------ Data for the task
pub mod gemini;

pub use gemini::GeminiClient;

use crate::tools::ToolSpec;
use crate::types::{Content, ModelResponse};
use anyhow::Result;
use async_trait::async_trait;

/// A generative model that can answer or request one of the given tools.
#[async_trait]
pub trait ChatModel: Send + Sync {
    /// Model identifier, for logging.
    fn name(&self) -> &str;

    /// Send the conversation so far and get the model's next move.
    async fn generate(&self, conversation: &[Content], tools: &[ToolSpec]) -> Result<ModelResponse>;
}
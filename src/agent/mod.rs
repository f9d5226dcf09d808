pub mod loop_;
pub mod prompt;

pub use loop_::{run_exchange, AgentError, Exchange};
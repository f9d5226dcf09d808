pub mod schema;

pub use schema::SqlTalkConfig;

use anyhow::{Context, Result};
use std::path::{Path, PathBuf};

/// Name of the config file inside the home directory.
pub const CONFIG_FILE: &str = "sqltalk.toml";

/// Default sqltalk home directory (~/.sqltalk).
pub fn default_home_dir() -> PathBuf {
    directories::BaseDirs::new()
        .map(|d| d.home_dir().join(".sqltalk"))
        .unwrap_or_else(|| PathBuf::from(".sqltalk"))
}

/// Load config from the given path, or return defaults.
pub fn load_config(path: &Path) -> Result<SqlTalkConfig> {
    if path.exists() {
        let contents =
            std::fs::read_to_string(path).context("Failed to read sqltalk config file")?;
        let config: SqlTalkConfig =
            toml::from_str(&contents).context("Failed to parse sqltalk config (TOML)")?;
        Ok(config)
    } else {
        Ok(SqlTalkConfig::default())
    }
}

/// Save config to the given path (TOML format).
pub fn save_config(config: &SqlTalkConfig, path: &Path) -> Result<()> {
    let contents = toml::to_string_pretty(config).context("Failed to serialize config")?;
    if let Some(parent) = path.parent() {
        std::fs::create_dir_all(parent)?;
    }
    std::fs::write(path, contents).context("Failed to write config file")?;
    Ok(())
}

#[cfg(test)]
mod tests {
    use super::*;

    #[test]
    fn missing_file_yields_defaults() {
        let path = std::env::temp_dir().join("sqltalk-does-not-exist/sqltalk.toml");
        let cfg = load_config(&path).unwrap();
        assert_eq!(cfg.max_bytes_billed, 100_000_000);
    }
}
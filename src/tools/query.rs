//! SQL construction for the analysis tools.
//!
//! Values are bound as named parameters. Identifiers cannot be bound, so
//! they are checked against a strict grammar and backtick-quoted.

use crate::tools::ToolError;
use crate::warehouse::QueryRequest;

/// Metric path used by `analyze_event_metrics` when the model omits one.
pub const DEFAULT_METRIC_PATH: &str = "event_params.value.string_value";

/// Groups returned by the trend and event queries.
const TOP_GROUPS: u32 = 10;

/// Normalize model-written SQL: escaped newlines become spaces, raw newlines
/// and remaining backslashes are dropped.
pub fn clean_sql(raw: &str) -> String {
    raw.replace("\\n", " ").replace('\n', "").replace('\\', "")
}

/// Quote a `project.dataset.table` (or `dataset.table`) id.
pub fn quote_table(id: &str) -> Result<String, ToolError> {
    let trimmed = id.trim().trim_matches('`');
    let segments: Vec<&str> = trimmed.split('.').collect();
    let last = segments.len().saturating_sub(1);

    let valid = (2..=3).contains(&segments.len())
        && segments.iter().enumerate().all(|(i, seg)| {
            !seg.is_empty()
                && seg.chars().all(|c| {
                    c.is_ascii_alphanumeric()
                        || c == '_'
                        || c == '-'
                        || (c == '*' && i == last)
                })
        });

    if !valid {
        return Err(ToolError::InvalidArgument {
            name: "table_id",
            reason: format!("'{}' is not a project.dataset.table id", id),
        });
    }
    Ok(format!("`{}`", trimmed))
}

/// Quote a column or dotted field path, one backtick pair per segment.
pub fn quote_column(name: &'static str, path: &str) -> Result<String, ToolError> {
    let path = path.trim();
    let valid = !path.is_empty()
        && path.split('.').all(|seg| {
            let mut chars = seg.chars();
            matches!(chars.next(), Some(c) if c.is_ascii_alphabetic() || c == '_')
                && chars.all(|c| c.is_ascii_alphanumeric() || c == '_')
        });

    if !valid {
        return Err(ToolError::InvalidArgument {
            name,
            reason: format!("'{}' is not a column name", path),
        });
    }
    Ok(path
        .split('.')
        .map(|seg| format!("`{}`", seg))
        .collect::<Vec<_>>()
        .join("."))
}

fn alias(prefix: &str, column: &str) -> String {
    format!("{}_{}", prefix, column.trim().replace('.', "_"))
}

/// `AVG`/`MAX`/`MIN` for each metric column.
pub fn analyze_metrics(
    table_id: &str,
    metric_columns: &[String],
    max_bytes_billed: u64,
) -> Result<QueryRequest, ToolError> {
    let table = quote_table(table_id)?;

    let mut seen = Vec::new();
    for col in metric_columns {
        if !seen.contains(&col.trim()) {
            seen.push(col.trim());
        }
    }
    if seen.is_empty() {
        return Err(ToolError::InvalidArgument {
            name: "metric_columns",
            reason: "at least one column is required".into(),
        });
    }

    let mut select = Vec::with_capacity(seen.len() * 3);
    for col in seen {
        let quoted = quote_column("metric_columns", col)?;
        for func in ["AVG", "MAX", "MIN"] {
            select.push(format!(
                "{}({}) AS {}",
                func,
                quoted,
                alias(&func.to_lowercase(), col)
            ));
        }
    }

    Ok(QueryRequest::new(
        format!("SELECT {} FROM {}", select.join(", "), table),
        max_bytes_billed,
    ))
}

/// Average metric and row count per time value, newest first.
pub fn data_insights(
    table_id: &str,
    time_column: &str,
    metric_column: &str,
    max_bytes_billed: u64,
) -> Result<QueryRequest, ToolError> {
    let table = quote_table(table_id)?;
    let time = quote_column("time_column", time_column)?;
    let metric = quote_column("metric_column", metric_column)?;

    Ok(QueryRequest::new(
        format!(
            "SELECT {time}, AVG({metric}) AS avg_metric, COUNT(*) AS count \
             FROM {table} GROUP BY {time} ORDER BY {time} DESC LIMIT {TOP_GROUPS}"
        ),
        max_bytes_billed,
    ))
}

/// Most frequent (event, metric value) pairs for one event.
pub fn event_metrics(
    table_id: &str,
    event_name: &str,
    metric_path: Option<&str>,
    max_bytes_billed: u64,
) -> Result<QueryRequest, ToolError> {
    let table = quote_table(table_id)?;
    let metric = quote_column(
        "metric_path",
        metric_path.filter(|p| !p.trim().is_empty()).unwrap_or(DEFAULT_METRIC_PATH),
    )?;

    Ok(QueryRequest::new(
        format!(
            "SELECT event_name, {metric} AS metric_value, COUNT(*) AS event_count \
             FROM {table}, UNNEST(event_params) AS event_params \
             WHERE event_name = @event_name \
             GROUP BY 1, 2 ORDER BY event_count DESC LIMIT {TOP_GROUPS}"
        ),
        max_bytes_billed,
    )
    .bind("event_name", event_name))
}

#[cfg(test)]
mod tests {
    use super::*;

    const QUOTA: u64 = 100_000_000;

    #[test]
    fn clean_sql_strips_escapes_and_newlines() {
        let raw = "SELECT *\\nFROM `p.d.t`\nWHERE name = \\'x\\'";
        assert_eq!(clean_sql(raw), "SELECT * FROM `p.d.t`WHERE name = 'x'");
    }

    #[test]
    fn analyze_metrics_builds_six_aggregates_for_two_columns() {
        let q = analyze_metrics("p.d.t", &["a".into(), "b".into()], QUOTA).unwrap();
        assert_eq!(
            q.sql,
            "SELECT AVG(`a`) AS avg_a, MAX(`a`) AS max_a, MIN(`a`) AS min_a, \
             AVG(`b`) AS avg_b, MAX(`b`) AS max_b, MIN(`b`) AS min_b FROM `p.d.t`"
        );
        assert_eq!(q.sql.matches(" AS ").count(), 6);
        assert_eq!(q.max_bytes_billed, QUOTA);
        assert!(q.params.is_empty());
    }

    #[test]
    fn analyze_metrics_handles_nested_and_duplicate_columns() {
        let q = analyze_metrics(
            "p.d.t",
            &["ecommerce.purchase_revenue".into(), "ecommerce.purchase_revenue".into()],
            QUOTA,
        )
        .unwrap();
        assert_eq!(q.sql.matches(" AS ").count(), 3);
        assert!(q
            .sql
            .contains("AVG(`ecommerce`.`purchase_revenue`) AS avg_ecommerce_purchase_revenue"));
    }

    #[test]
    fn analyze_metrics_rejects_empty_and_injected_columns() {
        assert!(analyze_metrics("p.d.t", &[], QUOTA).is_err());
        let err = analyze_metrics("p.d.t", &["a) FROM x; --".into()], QUOTA).unwrap_err();
        assert!(err.to_string().contains("metric_columns"));
    }

    #[test]
    fn data_insights_groups_by_time_descending() {
        let q = data_insights("p.d.events_*", "event_date", "engagement_time", QUOTA).unwrap();
        assert_eq!(
            q.sql,
            "SELECT `event_date`, AVG(`engagement_time`) AS avg_metric, COUNT(*) AS count \
             FROM `p.d.events_*` GROUP BY `event_date` ORDER BY `event_date` DESC LIMIT 10"
        );
    }

    #[test]
    fn event_metrics_binds_event_name() {
        let q = event_metrics("p.d.t", "purchase' OR '1'='1", None, QUOTA).unwrap();
        assert!(q.sql.contains("WHERE event_name = @event_name"));
        assert!(q
            .sql
            .contains("`event_params`.`value`.`string_value` AS metric_value"));
        assert!(q.sql.contains("UNNEST(event_params) AS event_params"));
        assert!(q.sql.ends_with("LIMIT 10"));
        assert!(!q.sql.contains("OR '1'"));
        assert_eq!(q.params.len(), 1);
        assert_eq!(q.params[0].value, "purchase' OR '1'='1");
    }

    #[test]
    fn event_metrics_uses_custom_path() {
        let q = event_metrics("p.d.t", "scroll", Some("event_params.value.int_value"), QUOTA).unwrap();
        assert!(q.sql.contains("`event_params`.`value`.`int_value` AS metric_value"));
    }

    #[test]
    fn table_ids_are_validated() {
        assert_eq!(quote_table("`p-1.d.t`").unwrap(), "`p-1.d.t`");
        assert_eq!(quote_table("d.t").unwrap(), "`d.t`");
        assert!(quote_table("t").is_err());
        assert!(quote_table("p.d.t` WHERE 1=1 --").is_err());
        assert!(quote_table("p.d*.t").is_err());
    }
}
------------
* What you will do
The answer must consist of every line from the entries above that contains the string "push".

* Completed task
            seen.push(col.trim());
            select.push(format!(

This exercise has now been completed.